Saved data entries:
○ ○ ○ ○

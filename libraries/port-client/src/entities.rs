//! Entity listing and deletion for a single blueprint.

use crate::error::{PortClientError, Result};
use crate::types::{Entity, EntityListResponse};
use reqwest::{Client, Response};
use std::collections::HashSet;
use tracing::{debug, warn};

/// Query parameter carrying the pagination cursor.
const CURSOR_PARAM: &str = "from";

/// Entity client for one Port blueprint.
pub struct EntityClient<'a> {
    http: &'a Client,
    base_url: &'a str,
    access_token: &'a str,
    blueprint: &'a str,
}

impl<'a> EntityClient<'a> {
    pub(crate) fn new(
        http: &'a Client,
        base_url: &'a str,
        access_token: &'a str,
        blueprint: &'a str,
    ) -> Self {
        Self {
            http,
            base_url,
            access_token,
            blueprint,
        }
    }

    fn collection_url(&self) -> String {
        format!(
            "{}/v1/blueprints/{}/entities",
            self.base_url,
            urlencoding::encode(self.blueprint)
        )
    }

    /// URL of a single entity, with the identifier encoded as one path segment.
    pub fn entity_url(&self, identifier: &str) -> String {
        format!(
            "{}/{}",
            self.collection_url(),
            urlencoding::encode(identifier)
        )
    }

    /// Fetch every entity of the blueprint, following pagination cursors
    /// until the API stops returning one.
    pub async fn list_entities(&self) -> Result<Vec<Entity>> {
        let mut entities = Vec::new();
        let mut cursor: Option<String> = None;
        let mut seen_cursors = HashSet::new();
        let mut pages = 0usize;

        loop {
            let (page, next) = self.list_page(cursor.as_deref()).await?;
            pages += 1;
            entities.extend(page);

            match next {
                None => break,
                Some(next) if !seen_cursors.insert(next.clone()) => {
                    warn!(
                        blueprint = %self.blueprint,
                        cursor = %next,
                        "Pagination cursor repeated, stopping"
                    );
                    break;
                }
                Some(next) => cursor = Some(next),
            }
        }

        debug!(
            blueprint = %self.blueprint,
            entities = entities.len(),
            pages,
            "Fetched entities"
        );

        Ok(entities)
    }

    /// Fetch a single page. Returns the entities and the cursor of the next
    /// page, if any.
    pub async fn list_page(&self, cursor: Option<&str>) -> Result<(Vec<Entity>, Option<String>)> {
        let url = self.collection_url();
        debug!(url = %url, cursor = ?cursor, "Fetching entity page");

        let mut request = self.http.get(&url).bearer_auth(self.access_token);
        if let Some(cursor) = cursor {
            request = request.query(&[(CURSOR_PARAM, cursor)]);
        }

        let response = request.send().await.map_err(PortClientError::from_send)?;
        let status = response.status();

        if status.is_success() {
            let page: EntityListResponse = response.json().await.map_err(|e| {
                PortClientError::ParseError(format!("Failed to parse entity list: {}", e))
            })?;

            Ok(page.into_parts())
        } else {
            Err(error_from_response(response).await)
        }
    }

    /// Delete one entity by identifier.
    pub async fn delete_entity(&self, identifier: &str) -> Result<()> {
        let url = self.entity_url(identifier);
        debug!(url = %url, identifier = %identifier, "Deleting entity");

        let response = self
            .http
            .delete(&url)
            .bearer_auth(self.access_token)
            .send()
            .await
            .map_err(PortClientError::from_send)?;

        if response.status().is_success() {
            debug!(identifier = %identifier, "Entity deleted");
            Ok(())
        } else {
            Err(error_from_response(response).await)
        }
    }
}

async fn error_from_response(response: Response) -> PortClientError {
    let status = response.status();
    let url = response.url().to_string();
    let error_text = response.text().await.unwrap_or_default();

    match status.as_u16() {
        401 => PortClientError::AuthRequired,
        422 => PortClientError::InvalidRequest {
            url,
            message: error_text,
        },
        code => PortClientError::ServerError {
            status: code,
            message: format!("{} (request URL: {})", error_text, url),
        },
    }
}
//! Port User Janitor
//!
//! Startup configuration for the `port-user-janitor` binary. The cleanup
//! itself lives in the `user-cleanup` library.

pub mod config;
pub mod error;

pub use config::{CredentialSource, JanitorConfig};
pub use error::{JanitorError, Result};
//! Public handle over the ring worker.
//!
//! Reactor architecture: all state is owned by a background worker task,
//! callers enqueue commands over an unbounded channel and return
//! immediately. Surface commands are fire-and-forget by contract; only
//! `settle` and `destroy` are acknowledged, via oneshot.
//!
//! DAW property listeners feed the same channel, which is what makes the
//! core single-worker: there is exactly one consumer of every mutation.

use std::sync::Arc;

use anyhow::Result;
use ringproto::{ObjectRef, RemoteValue, SurfaceSink, TrackId};
use tokio::sync::{mpsc, oneshot};
use tracing::debug;

use crate::active::{ActiveProperty, RingDirection, SceneDirection};
use crate::config::RingConfig;
use crate::focus::{FocusProp, ParameterSnapshot, TransportField};
use crate::track::TrackProp;
use crate::worker::RingWorker;

/// The two RPC roots the core needs: the song object and its view.
#[derive(Clone)]
pub struct DawSession {
    pub song: ObjectRef,
    pub view: ObjectRef,
}

/// Command processed by the worker. External variants map 1:1 onto the
/// surface dispatch table; the push variants are enqueued by DAW listeners
/// and by spawned fetches completing.
pub(crate) enum Command {
    // lifecycle
    Init,
    Destroy { ack: oneshot::Sender<()> },
    Settle { ack: oneshot::Sender<()> },

    // ring window
    SetupRing {
        width: usize,
        scenes: usize,
        track_offset: usize,
        scene_offset: usize,
    },
    SetOffset {
        track_offset: usize,
        scene_offset: usize,
    },
    NavigateRing { direction: RingDirection },
    NavigateScenes { direction: SceneDirection },

    // per-track intents
    ToggleMute { ring_index: usize },
    ToggleSolo { ring_index: usize },
    ToggleArm { ring_index: usize },
    SetVolume { ring_index: usize, value: f64 },
    SetPanning { ring_index: usize, value: f64 },
    SetSend {
        ring_index: usize,
        send_index: usize,
        value: f64,
    },
    SelectTrack { ring_index: usize },
    LaunchClip {
        ring_index: usize,
        scene_index: usize,
    },

    // transport control
    StartPlaying,
    StopPlaying,

    // active property
    SetActiveProperty { property: ActiveProperty },
    SendActivePropertyState,
    SetActivePropertyValue { ring_index: usize, raw: u8 },
    AdjustActivePropertyValue { ring_index: usize, delta: i32 },
    AdjustSelectedParameter { delta: i32 },
    ResetActivePropertyValue { ring_index: usize },
    ResetSelectedParameter,
    RequestFullState,

    // DAW pushes
    TracksChanged,
    ReturnTracksChanged,
    TrackProperty {
        id: TrackId,
        prop: TrackProp,
        value: RemoteValue,
    },
    SelectedTrackChanged { value: RemoteValue },
    SelectedTrackProperty { prop: FocusProp, value: RemoteValue },
    PlayingSlotChanged { value: RemoteValue },
    ClipProperty { prop: FocusProp, value: RemoteValue },
    ParameterSelected { value: RemoteValue },
    ParameterMetadata {
        generation: u64,
        result: Result<ParameterSnapshot>,
    },
    ParameterValue { value: RemoteValue },
    TransportChanged {
        field: TransportField,
        value: RemoteValue,
    },
}

/// Handle to a running ring bridge.
///
/// Cheap to clone conceptually but deliberately not `Clone`: the command
/// dispatch layer owns exactly one handle, and dropping it (after
/// `destroy`) ends the worker.
pub struct RingManager {
    tx: mpsc::UnboundedSender<Command>,
}

impl RingManager {
    /// Spawn the worker task and return its handle. The core holds no
    /// global state; spawning twice gives two independent bridges.
    pub fn spawn(session: DawSession, sink: Arc<dyn SurfaceSink>, config: RingConfig) -> Self {
        let (tx, rx) = mpsc::unbounded_channel();
        let worker = RingWorker::new(session, sink, config, tx.clone());
        tokio::spawn(worker.run(rx));
        Self { tx }
    }

    fn send(&self, command: Command) {
        // A closed channel means the bridge was destroyed; late commands
        // are dropped, matching the fire-and-forget contract.
        let _ = self.tx.send(command);
    }

    /// Create focus subscriptions and global list listeners. The ring
    /// stays empty until `setup_ring`.
    pub fn init(&self) {
        self.send(Command::Init);
    }

    pub fn setup_ring(&self, width: usize, scenes: usize, track_offset: usize, scene_offset: usize) {
        self.send(Command::SetupRing {
            width,
            scenes,
            track_offset,
            scene_offset,
        });
    }

    pub fn set_offset(&self, track_offset: usize, scene_offset: usize) {
        self.send(Command::SetOffset {
            track_offset,
            scene_offset,
        });
    }

    pub fn navigate_ring(&self, direction: RingDirection) {
        self.send(Command::NavigateRing { direction });
    }

    pub fn navigate_scenes(&self, direction: SceneDirection) {
        self.send(Command::NavigateScenes { direction });
    }

    pub fn toggle_mute(&self, ring_index: usize) {
        self.send(Command::ToggleMute { ring_index });
    }

    pub fn toggle_solo(&self, ring_index: usize) {
        self.send(Command::ToggleSolo { ring_index });
    }

    pub fn toggle_arm(&self, ring_index: usize) {
        self.send(Command::ToggleArm { ring_index });
    }

    pub fn set_volume(&self, ring_index: usize, value: f64) {
        self.send(Command::SetVolume { ring_index, value });
    }

    pub fn set_panning(&self, ring_index: usize, value: f64) {
        self.send(Command::SetPanning { ring_index, value });
    }

    pub fn set_send(&self, ring_index: usize, send_index: usize, value: f64) {
        self.send(Command::SetSend {
            ring_index,
            send_index,
            value,
        });
    }

    pub fn select_track_in_ring(&self, ring_index: usize) {
        self.send(Command::SelectTrack { ring_index });
    }

    pub fn launch_clip(&self, ring_index: usize, scene_index: usize) {
        self.send(Command::LaunchClip {
            ring_index,
            scene_index,
        });
    }

    pub fn start_playing(&self) {
        self.send(Command::StartPlaying);
    }

    pub fn stop_playing(&self) {
        self.send(Command::StopPlaying);
    }

    pub fn set_active_property(&self, property: ActiveProperty) {
        self.send(Command::SetActiveProperty { property });
    }

    pub fn send_active_property_state(&self) {
        self.send(Command::SendActivePropertyState);
    }

    pub fn set_active_property_value(&self, ring_index: usize, raw: u8) {
        self.send(Command::SetActivePropertyValue { ring_index, raw });
    }

    pub fn adjust_active_property_value(&self, ring_index: usize, delta: i32) {
        self.send(Command::AdjustActivePropertyValue { ring_index, delta });
    }

    pub fn adjust_selected_parameter(&self, delta: i32) {
        self.send(Command::AdjustSelectedParameter { delta });
    }

    pub fn reset_active_property_value(&self, ring_index: usize) {
        self.send(Command::ResetActivePropertyValue { ring_index });
    }

    pub fn reset_selected_parameter(&self) {
        self.send(Command::ResetSelectedParameter);
    }

    pub fn request_full_state(&self) {
        self.send(Command::RequestFullState);
    }

    /// Wait until every command enqueued before this call has been
    /// processed. Commands are handled in order, so this is a barrier.
    pub async fn settle(&self) {
        let (ack, done) = oneshot::channel();
        if self.tx.send(Command::Settle { ack }).is_ok() {
            let _ = done.await;
        }
    }

    /// Tear down every subscription in both groups, clear all caches, and
    /// stop the worker. Awaits unsubscribe completion. Reuse after destroy
    /// is undefined; spawn a fresh core instead.
    pub async fn destroy(&self) {
        debug!("destroy requested");
        let (ack, done) = oneshot::channel();
        if self.tx.send(Command::Destroy { ack }).is_ok() {
            let _ = done.await;
        }
    }
}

○ ○ ○ ○

▶ _Exercise_:
The word to find is "width". Copy every line of the records that holds it.

▶ _Written reply_:
        width: usize,
    pub fn setup_ring(&self, width: usize, scenes: usize, track_offset: usize, scene_offset: usize) {
            width,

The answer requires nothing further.